Thanks to Spain’s dogged adherence to Central European Time, morning comes late to Trujillo. Even at nine o’clock the main square is virtually deserted. There is hardly a soul to be seen. Tables and chairs have yet to be dragged out under sun awnings, and any potential customers are still at home indoors. The sole hint of traffic is the distant backfiring of a delivery van. The only other thing disturbing the near silence is the sound of birds — the scream of swifts harrying insects above the upper town’s narrow streets and the bill-clattering of storks. Storks have nests on almost every available roof space, and there is even a pair in residence right outside our hotel window on the roof opposite, their nest alive with the contented twittering of cohabiting sparrows.
If there is one thing that epitomises Trujillo it is storks. It is hard to find a building in the Old Town without a nest perched on top of it like a chimney sweep’s brush. True, the birds are present in many Spanish towns, as well as elsewhere in Europe, but here it is as if they reign over a hierarchy in which the role of humans is merely to serve. In early summer it is impossible to gaze skywards without seeing a stork gracefully in flight, wings extended, its long red legs hinged forwards in preparation for a precision landing.
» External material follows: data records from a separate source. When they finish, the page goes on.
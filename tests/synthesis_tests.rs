//! Record-to-entry synthesis integration tests
//!
//! Full pipeline: raw response JSON through envelope checking, field
//! normalization, cite key generation, and serialization.

use bibsynth_core::{
    synthesize, synthesize_work, CrossrefWork, FieldNameCase, ProtectMode, Record, SynthesisError,
    SynthesisOptions,
};

fn article_response() -> &'static str {
    r#"{
        "status": "ok",
        "message": {
            "type": "journal-article",
            "author": [
                {"family": "Sørensen", "given": "Anders S."},
                {"family": "Mølmer", "given": "Klaus"}
            ],
            "title": ["Atomic Schrödinger cat states"],
            "short-container-title": ["Phys. Rev. A"],
            "container-title": ["Physical Review A"],
            "issued": {"date-parts": [[2018, 4]]},
            "DOI": "10.1103/physreva.97.043802",
            "volume": "97",
            "issue": "4",
            "page": "123-130",
            "reference": [{"DOI": "10.1103/physrevlett.82.1835"}]
        }
    }"#
}

#[test]
fn test_article_synthesis_end_to_end() {
    let record = Record::from_lookup_response(article_response()).unwrap();
    let entry = synthesize(&record, &SynthesisOptions::new()).unwrap();
    assert_eq!(
        entry.to_bibtex(FieldNameCase::Capitalized),
        "@article{SorensenPRA2018,\n\
         \x20   Author = {Sørensen, Anders S. and Mølmer, Klaus},\n\
         \x20   Title = {Atomic {Schrödinger} cat states},\n\
         \x20   Journal = pra,\n\
         \x20   Year = {2018},\n\
         \x20   Doi = {10.1103/physreva.97.043802},\n\
         \x20   Pages = {123},\n\
         \x20   Volume = {97},\n\
         \x20   Number = {4},\n\
         }"
    );
}

#[test]
fn test_article_lowercase_field_names() {
    let record = Record::from_lookup_response(article_response()).unwrap();
    let entry = synthesize(&record, &SynthesisOptions::new()).unwrap();
    let rendered = entry.to_bibtex(FieldNameCase::Lowercase);
    assert!(rendered.contains("    author = {Sørensen, Anders S. and Mølmer, Klaus},"));
    assert!(rendered.contains("    doi = {10.1103/physreva.97.043802},"));
    assert_eq!(rendered.lines().last(), Some("}"));
}

#[test]
fn test_proceedings_synthesis() {
    let work: CrossrefWork = serde_json::from_str(
        r#"{
            "type": "proceedings-article",
            "author": [{"family": "Glaser", "given": "Steffen"}],
            "editor": [{"family": "Wilson", "given": "Rachel"}],
            "title": ["Optimal control of coupled spin dynamics"],
            "container-title": ["Proc. Int. Conf. Quantum Control"],
            "issued": {"date-parts": [[2015]]},
            "DOI": "10.1000/spin.2015",
            "page": "55–63",
            "event": {"location": "Vienna, Austria"}
        }"#,
    )
    .unwrap();
    let entry = synthesize_work(&work, &SynthesisOptions::new()).unwrap();
    assert_eq!(entry.cite_key, "GlaserPICQC2015");
    assert_eq!(
        entry.to_bibtex(FieldNameCase::Capitalized),
        "@inproceedings{GlaserPICQC2015,\n\
         \x20   Author = {Glaser, Steffen},\n\
         \x20   Title = {Optimal control of coupled spin dynamics},\n\
         \x20   Booktitle = {Proc. Int. Conf. Quantum Control},\n\
         \x20   Year = {2015},\n\
         \x20   Doi = {10.1000/spin.2015},\n\
         \x20   Pages = {55--63},\n\
         \x20   Address = {Vienna, Austria},\n\
         \x20   Editor = {Wilson, Rachel},\n\
         }"
    );
}

#[test]
fn test_book_chapter_synthesis() {
    let work: CrossrefWork = serde_json::from_str(
        r#"{
            "type": "book-chapter",
            "author": [{"family": "Koch", "given": "Christiane"}],
            "editor": [{"family": "Tannor", "given": "David"}],
            "title": ["Controlling open quantum systems"],
            "container-title": ["Advances in Chemical Physics"],
            "issued": {"date-parts": [[2019]]},
            "DOI": "10.1000/chapter.7",
            "page": "123-130",
            "publisher": "Wiley",
            "volume": "163"
        }"#,
    )
    .unwrap();
    let entry = synthesize_work(&work, &SynthesisOptions::new()).unwrap();
    // No journal initials for book chapters
    assert_eq!(entry.cite_key, "Koch2019");
    let names: Vec<&str> = entry.fields().iter().map(|(n, _)| *n).collect();
    assert_eq!(
        names,
        vec!["author", "title", "booktitle", "year", "doi", "pages", "editor", "publisher", "volume"]
    );
    let rendered = entry.to_bibtex(FieldNameCase::Capitalized);
    // Book chapters keep the normalized page range
    assert!(rendered.contains("    Pages = {123--130},"));
}

#[test]
fn test_unsupported_type_carries_tag() {
    let response = r#"{"status": "ok", "message": {"type": "monograph"}}"#;
    let record = Record::from_lookup_response(response).unwrap();
    let err = synthesize(&record, &SynthesisOptions::new()).unwrap_err();
    assert_eq!(
        err,
        SynthesisError::UnsupportedType {
            record_type: "monograph".to_string()
        }
    );
    assert!(err.to_string().contains("monograph"));
}

#[test]
fn test_malformed_envelope() {
    for body in [
        r#"[1, 2, 3]"#,
        r#"{"status": "error", "message": {}}"#,
        r#"{"no-status": true}"#,
        "not json at all",
    ] {
        assert!(matches!(
            Record::from_lookup_response(body),
            Err(SynthesisError::MalformedResponse { .. })
        ));
    }
}

#[test]
fn test_query_response_takes_first_item() {
    let response = r#"{
        "status": "ok",
        "message": {
            "items": [
                {
                    "type": "journal-article",
                    "author": [{"family": "Imamoğlu", "given": "Atac"}],
                    "title": ["Quantum information processing"],
                    "short-container-title": ["Phys. Rev. Lett."],
                    "issued": {"date-parts": [[1999]]}
                },
                {"type": "journal-article"}
            ]
        }
    }"#;
    let record = Record::from_query_response(response).unwrap();
    let entry = synthesize(&record, &SynthesisOptions::new()).unwrap();
    assert_eq!(entry.cite_key, "ImamogluPRL1999");
}

#[test]
fn test_unknown_journal_stays_literal() {
    let work: CrossrefWork = serde_json::from_str(
        r#"{
            "type": "journal-article",
            "title": ["Results"],
            "container-title": ["Journal of Negative Results"]
        }"#,
    )
    .unwrap();
    let entry = synthesize_work(&work, &SynthesisOptions::new()).unwrap();
    let rendered = entry.to_bibtex(FieldNameCase::Capitalized);
    assert!(rendered.contains("    Journal = {Journal of Negative Results},"));
}

#[test]
fn test_fix_uppercase_record() {
    let work: CrossrefWork = serde_json::from_str(
        r#"{
            "type": "journal-article",
            "author": [{"family": "SORENSEN", "given": "ANDERS"}],
            "title": ["ATOMIC CAT STATES IN QUANTUM OPTICS"],
            "short-container-title": ["Phys. Rev. A"],
            "issued": {"date-parts": [[2018]]}
        }"#,
    )
    .unwrap();
    let opts = SynthesisOptions {
        fix_uppercase: true,
        protect_mode: ProtectMode::Always,
        ..SynthesisOptions::new()
    };
    let entry = synthesize_work(&work, &opts).unwrap();
    assert_eq!(entry.cite_key, "SorensenPRA2018");
    let rendered = entry.to_bibtex(FieldNameCase::Capitalized);
    assert!(rendered.contains("    Author = {Sorensen, Anders},"));
    assert!(rendered.contains("    Title = {Atomic cat states in quantum optics},"));
}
The storks may be ubiquitous, sovereign even, but Trujillo has other claims to fame despite its present-day backwater status. The town — actually a city, albeit a small one — was the birthplace of Francisco Pizarro (1476–1541), an illiterate and illegitimate pig herder who went on to become conqueror of Peru’s Inca Empire. Pizarro was not the only sailor bound for the New World with humble beginnings in this once impoverished region: Extremadura may be well known for its acorn-fed pigs and jamón ibérico, but it is equally famous for the many conquistadores its soil gave birth to — a small, goldhungry army of men who voyaged across the Atlantic with the unshakable belief that God was on their side.